I have to agree with the other posters - it is unfair to be finding a new home for your cat which has been part of your family for so long.

Introducing other family additions like children is known to take time, I'm sure with a bit of patience and some effort you can all stay as a family.


----------



## Cleo38 (Jan 22, 2010)

She is 15 & you are thinking of rehoming???!!!!!


----------



## Lulus mum (Feb 14, 2011)

Hi 
Congratulations on your new baby boy-
Sorry-but agree 100% with everyone else-

We have 3 cats -2 of which are 14,
nothing would get us to part with them-they are part of our family

At this age they DONT really demand a lot-just a cuddle and a bit of attention in a loving home where they have lived and will spend their final years-which I think really is what you owe to this cat 
Please try and find a way to do this-handing her over to someone else could well cause a huge amount of stress and confusion for her-is that what you want for a cat that has been with you for so long?
Maureen


----------



## Guest (Apr 25, 2011)

Ugh....worst post ever :frown2: 

Don't rehome her :crying: she loves you


----------



## Guest (Apr 26, 2011)

I'm sorry to post again, but it's really broken my heart, I'm literally crying my eyes out.

Please, please don't rehome her.

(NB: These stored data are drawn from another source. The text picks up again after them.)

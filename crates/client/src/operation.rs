//! The OSCU business operations and the payload schema each one requires.

use etims_schema::SchemaName;
use etims_types::EtimsError;
use std::fmt;

#[derive(Debug, Clone, Copy, PartialEq, Eq, Hash)]
pub enum Operation {
    SelectInitOsdcInfo,
    SelectCodeList,
    SelectCustomer,
    SelectNoticeList,
    SelectItemClsList,
    SelectItemList,
    SaveItem,
    SaveItemComposition,
    SelectBhfList,
    SaveBhfCustomer,
    SaveBhfUser,
    SaveBhfInsurance,
    SelectImportItemList,
    UpdateImportItem,
    SaveTrnsSalesOsdc,
    SelectTrnsPurchaseSalesList,
    InsertTrnsPurchase,
    SelectStockMoveList,
    InsertStockIo,
    SaveStockMaster,
}

impl Operation {
    /// Logical endpoint name, as understood by the [`EndpointRegistry`](crate::EndpointRegistry).
    #[must_use]
    pub fn name(self) -> &'static str {
        match self {
            Self::SelectInitOsdcInfo => "selectInitOsdcInfo",
            Self::SelectCodeList => "selectCodeList",
            Self::SelectCustomer => "selectCustomer",
            Self::SelectNoticeList => "selectNoticeList",
            Self::SelectItemClsList => "selectItemClsList",
            Self::SelectItemList => "selectItemList",
            Self::SaveItem => "saveItem",
            Self::SaveItemComposition => "saveItemComposition",
            Self::SelectBhfList => "selectBhfList",
            Self::SaveBhfCustomer => "saveBhfCustomer",
            Self::SaveBhfUser => "saveBhfUser",
            Self::SaveBhfInsurance => "saveBhfInsurance",
            Self::SelectImportItemList => "selectImportItemList",
            Self::UpdateImportItem => "updateImportItem",
            Self::SaveTrnsSalesOsdc => "saveTrnsSalesOsdc",
            Self::SelectTrnsPurchaseSalesList => "selectTrnsPurchaseSalesList",
            Self::InsertTrnsPurchase => "insertTrnsPurchase",
            Self::SelectStockMoveList => "selectStockMoveList",
            Self::InsertStockIo => "insertStockIO",
            Self::SaveStockMaster => "saveStockMaster",
        }
    }

    /// Schema the payload is validated against before dispatch.
    #[must_use]
    pub fn schema(self) -> SchemaName {
        match self {
            Self::SelectInitOsdcInfo => SchemaName::Initialization,
            Self::SelectCodeList
            | Self::SelectNoticeList
            | Self::SelectItemClsList
            | Self::SelectItemList
            | Self::SelectBhfList
            | Self::SelectImportItemList
            | Self::SelectTrnsPurchaseSalesList
            | Self::SelectStockMoveList => SchemaName::LastRequestOnly,
            Self::SelectCustomer => SchemaName::SelectCustomer,
            Self::SaveItem => SchemaName::Item,
            Self::SaveItemComposition => SchemaName::ItemComposition,
            Self::SaveBhfCustomer => SchemaName::BranchCustomer,
            Self::SaveBhfUser => SchemaName::BranchUser,
            Self::SaveBhfInsurance => SchemaName::BranchInsurance,
            Self::UpdateImportItem => SchemaName::ImportItemUpdate,
            Self::SaveTrnsSalesOsdc => SchemaName::SalesTransaction,
            Self::InsertTrnsPurchase => SchemaName::Purchase,
            Self::InsertStockIo => SchemaName::StockMovement,
            Self::SaveStockMaster => SchemaName::StockMaster,
        }
    }

    #[must_use]
    pub fn all() -> &'static [Self] {
        &[
            Self::SelectInitOsdcInfo,
            Self::SelectCodeList,
            Self::SelectCustomer,
            Self::SelectNoticeList,
            Self::SelectItemClsList,
            Self::SelectItemList,
            Self::SaveItem,
            Self::SaveItemComposition,
            Self::SelectBhfList,
            Self::SaveBhfCustomer,
            Self::SaveBhfUser,
            Self::SaveBhfInsurance,
            Self::SelectImportItemList,
            Self::UpdateImportItem,
            Self::SaveTrnsSalesOsdc,
            Self::SelectTrnsPurchaseSalesList,
            Self::InsertTrnsPurchase,
            Self::SelectStockMoveList,
            Self::InsertStockIo,
            Self::SaveStockMaster,
        ]
    }
}

impl fmt::Display for Operation {
    fn fmt(&self, f: &mut fmt::Formatter<'_>) -> fmt::Result {
        f.write_str(self.name())
    }
}

impl std::str::FromStr for Operation {
    type Err = EtimsError;

    fn from_str(s: &str) -> Result<Self, Self::Err> {
        Self::all()
            .iter()
            .copied()
            .find(|op| op.name() == s)
            .ok_or_else(|| EtimsError::Config(format!("unknown operation: {s}")))
    }
}
//! Bearer token acquisition for the eTIMS OSCU API.
//!
//! [`client_credentials`] builds the OAuth client-credentials request and
//! parses its response. The [`TokenManager`] owns the token lifecycle:
//! cache lookup, expiry detection, serialized refresh and forced renewal.

pub mod client_credentials;
pub mod manager;

pub use manager::TokenManager;
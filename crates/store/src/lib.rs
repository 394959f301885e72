//! Token cache backends for persisting the bearer token.
//!
//! Provides an in-memory cache for tests and embedded use, and a JSON-file
//! cache that survives process restarts.

pub mod file;
pub mod memory;

pub use file::FileTokenCache;
pub use memory::InMemoryTokenCache;
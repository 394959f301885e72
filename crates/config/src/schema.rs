use etims_types::{Environment, EtimsError, Result};
use serde::{Deserialize, Serialize};
use std::collections::HashMap;
use std::fmt;
use std::path::PathBuf;
use std::time::Duration;

fn default_timeout_secs() -> u64 {
    30
}

/// OAuth client credentials issued by the upstream developer portal.
#[derive(Clone, Default, Serialize, Deserialize)]
pub struct Credentials {
    pub consumer_key: String,
    pub consumer_secret: String,
}

impl Credentials {
    pub fn new(consumer_key: impl Into<String>, consumer_secret: impl Into<String>) -> Self {
        Self {
            consumer_key: consumer_key.into(),
            consumer_secret: consumer_secret.into(),
        }
    }
}

impl fmt::Debug for Credentials {
    fn fmt(&self, f: &mut fmt::Formatter<'_>) -> fmt::Result {
        f.debug_struct("Credentials")
            .field("consumer_key", &self.consumer_key)
            .field("consumer_secret", &"<redacted>")
            .finish()
    }
}

/// Identity of the taxpayer branch and device the client speaks for.
///
/// `tin`, `bhf_id` and `cmc_key` are sent as headers on every business call.
#[derive(Debug, Clone, Default, Serialize, Deserialize)]
pub struct BusinessIdentity {
    #[serde(default)]
    pub tin: String,
    #[serde(default)]
    pub bhf_id: String,
    #[serde(default)]
    pub device_serial: String,
    /// Machine key returned by device initialization.
    #[serde(default)]
    pub cmc_key: String,
}

/// Top-level client configuration.
#[derive(Debug, Clone, Serialize, Deserialize)]
pub struct Config {
    /// Upstream deployment (defaults to sandbox).
    #[serde(default)]
    pub environment: Environment,
    /// Consumer key/secret per environment.
    #[serde(default)]
    pub credentials: HashMap<Environment, Credentials>,
    /// Per-attempt HTTP timeout (defaults to 30 s).
    #[serde(default = "default_timeout_secs")]
    pub timeout_secs: u64,
    #[serde(default)]
    pub business: BusinessIdentity,
    /// Directory for the file token cache (defaults to the OS temp dir).
    #[serde(default)]
    pub cache_dir: Option<PathBuf>,
    /// Overrides the environment's business API base URL.
    #[serde(default)]
    pub api_base_url: Option<String>,
    /// Overrides the environment's authorization base URL.
    #[serde(default)]
    pub auth_base_url: Option<String>,
}

impl Default for Config {
    fn default() -> Self {
        Self {
            environment: Environment::default(),
            credentials: HashMap::new(),
            timeout_secs: default_timeout_secs(),
            business: BusinessIdentity::default(),
            cache_dir: None,
            api_base_url: None,
            auth_base_url: None,
        }
    }
}

impl Config {
    /// Credentials for the configured environment.
    ///
    /// # Errors
    ///
    /// Returns [`EtimsError::Config`] if none are configured or either half is empty.
    pub fn credentials(&self) -> Result<&Credentials> {
        match self.credentials.get(&self.environment) {
            Some(c) if !c.consumer_key.is_empty() && !c.consumer_secret.is_empty() => Ok(c),
            _ => Err(EtimsError::Config(format!(
                "no consumer credentials configured for {}",
                self.environment
            ))),
        }
    }

    /// Business API base URL, without a trailing slash.
    #[must_use]
    pub fn api_base_url(&self) -> String {
        self.api_base_url
            .as_deref()
            .unwrap_or_else(|| self.environment.api_base_url())
            .trim_end_matches('/')
            .to_string()
    }

    /// Authorization API base URL, without a trailing slash.
    #[must_use]
    pub fn auth_base_url(&self) -> String {
        self.auth_base_url
            .as_deref()
            .unwrap_or_else(|| self.environment.auth_base_url())
            .trim_end_matches('/')
            .to_string()
    }

    #[must_use]
    pub fn timeout(&self) -> Duration {
        Duration::from_secs(self.timeout_secs)
    }

    /// Directory holding the file token cache.
    #[must_use]
    pub fn cache_dir(&self) -> PathBuf {
        self.cache_dir.clone().unwrap_or_else(std::env::temp_dir)
    }
}
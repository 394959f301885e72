//! OAuth 2.0 client-credentials grant against the upstream authorization API.
//!
//! The grant is a `GET` with the consumer key/secret as HTTP Basic credentials;
//! there is no refresh token, so renewal simply repeats the grant.
use base64::{Engine as _, engine::general_purpose::STANDARD};
use etims_types::{CachedToken, EtimsError, token::DEFAULT_LIFETIME_SECS, traits::Result};
use serde_json::Value;

pub const TOKEN_PATH: &str = "/token/generate";
pub const GRANT_TYPE: &str = "client_credentials";

/// Full token URL under `auth_base` (trailing slash tolerated).
#[must_use]
pub fn token_url(auth_base: &str) -> String {
    format!(
        "{}{TOKEN_PATH}?grant_type={GRANT_TYPE}",
        auth_base.trim_end_matches('/')
    )
}

/// `Authorization` header value for the consumer key/secret pair.
#[must_use]
pub fn basic_authorization(consumer_key: &str, consumer_secret: &str) -> String {
    format!(
        "Basic {}",
        STANDARD.encode(format!("{consumer_key}:{consumer_secret}"))
    )
}

/// Turns a decoded token response into a cacheable token.
///
/// `expires_in` may arrive as a number or a numeric string; when absent the
/// token is assumed to live for [`DEFAULT_LIFETIME_SECS`].
///
/// # Errors
///
/// Returns [`EtimsError::Auth`] if the body is not an object, carries an
/// upstream `errorCode`, or lacks `access_token`.
pub fn parse_token_response(json: &Value) -> Result<CachedToken> {
    let Some(obj) = json.as_object() else {
        return Err(EtimsError::Auth(
            "could not decode token response: expected a JSON object".into(),
        ));
    };

    if let Some(code) = obj.get("errorCode").filter(|v| !v.is_null()) {
        let message = obj
            .get("errorMessage")
            .and_then(Value::as_str)
            .unwrap_or("unknown error");
        return Err(EtimsError::Auth(format!(
            "token request rejected ({}): {message}",
            display_code(code)
        )));
    }

    let access_token = obj
        .get("access_token")
        .and_then(Value::as_str)
        .filter(|s| !s.is_empty())
        .ok_or_else(|| EtimsError::Auth("missing access_token".into()))?;

    let expires_in = obj
        .get("expires_in")
        .and_then(lifetime_secs)
        .unwrap_or(DEFAULT_LIFETIME_SECS);

    Ok(CachedToken::from_lifetime(access_token, expires_in))
}

/// Reads `expires_in` as whole seconds. Fractions are truncated and negative
/// lifetimes clamp to zero; `None` only when the value is not numeric at all.
fn lifetime_secs(v: &Value) -> Option<u64> {
    if let Some(exact) = v.as_u64() {
        return Some(exact);
    }
    let secs = match v {
        Value::Number(n) => n.as_f64()?,
        Value::String(s) => s.trim().parse::<f64>().ok()?,
        _ => return None,
    };
    if secs.is_nan() {
        return None;
    }
    #[allow(clippy::cast_possible_truncation, clippy::cast_sign_loss)]
    let whole = secs.max(0.0) as u64;
    Some(whole)
}

fn display_code(code: &Value) -> String {
    match code {
        Value::String(s) => s.clone(),
        other => other.to_string(),
    }
}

She's given you her whole life and you'll be her world. 

She wont understand why you don't want her anymore :crying:

Please try to keep her xx


----------



## Angie2011 (Feb 2, 2011)

Shutchinson said:


> Hi all,
> 
> Hoping there is someone out there that can help us. We have a very loving black cat who is getting on a bit now, approximately 15 years old.
> 
> ...


Hi i dont think you have gave your kitty enough time to adjust! she still wonts love and attention! from her MUMMY! how bad do you think she would feel trying to get to know a NEW! mummy?  YOU are her WORLD! you say you dont have enough time to give her! well how hard is it to give her a cuddle when baby is asleep! or a quick pat as she walkes past!!! and it dose not take an hour to feed her! just mins to put food in her bowl, you say she is fit and well! but seams to have food intolerence to a lot of food! as she is an older kitty, have you had her to a Vet? just to make sure nothing els is going on? Why dont you try a little longer Hun! she DESERVES! not to be given up on! How bad would you feel if your kitty spent the rest of her time in a shelter! and never rehomed because of her age! could you live with the heartacke you would feel  PLEASE!! give you kitty what she deserves!!!! HER MUMMY!!


----------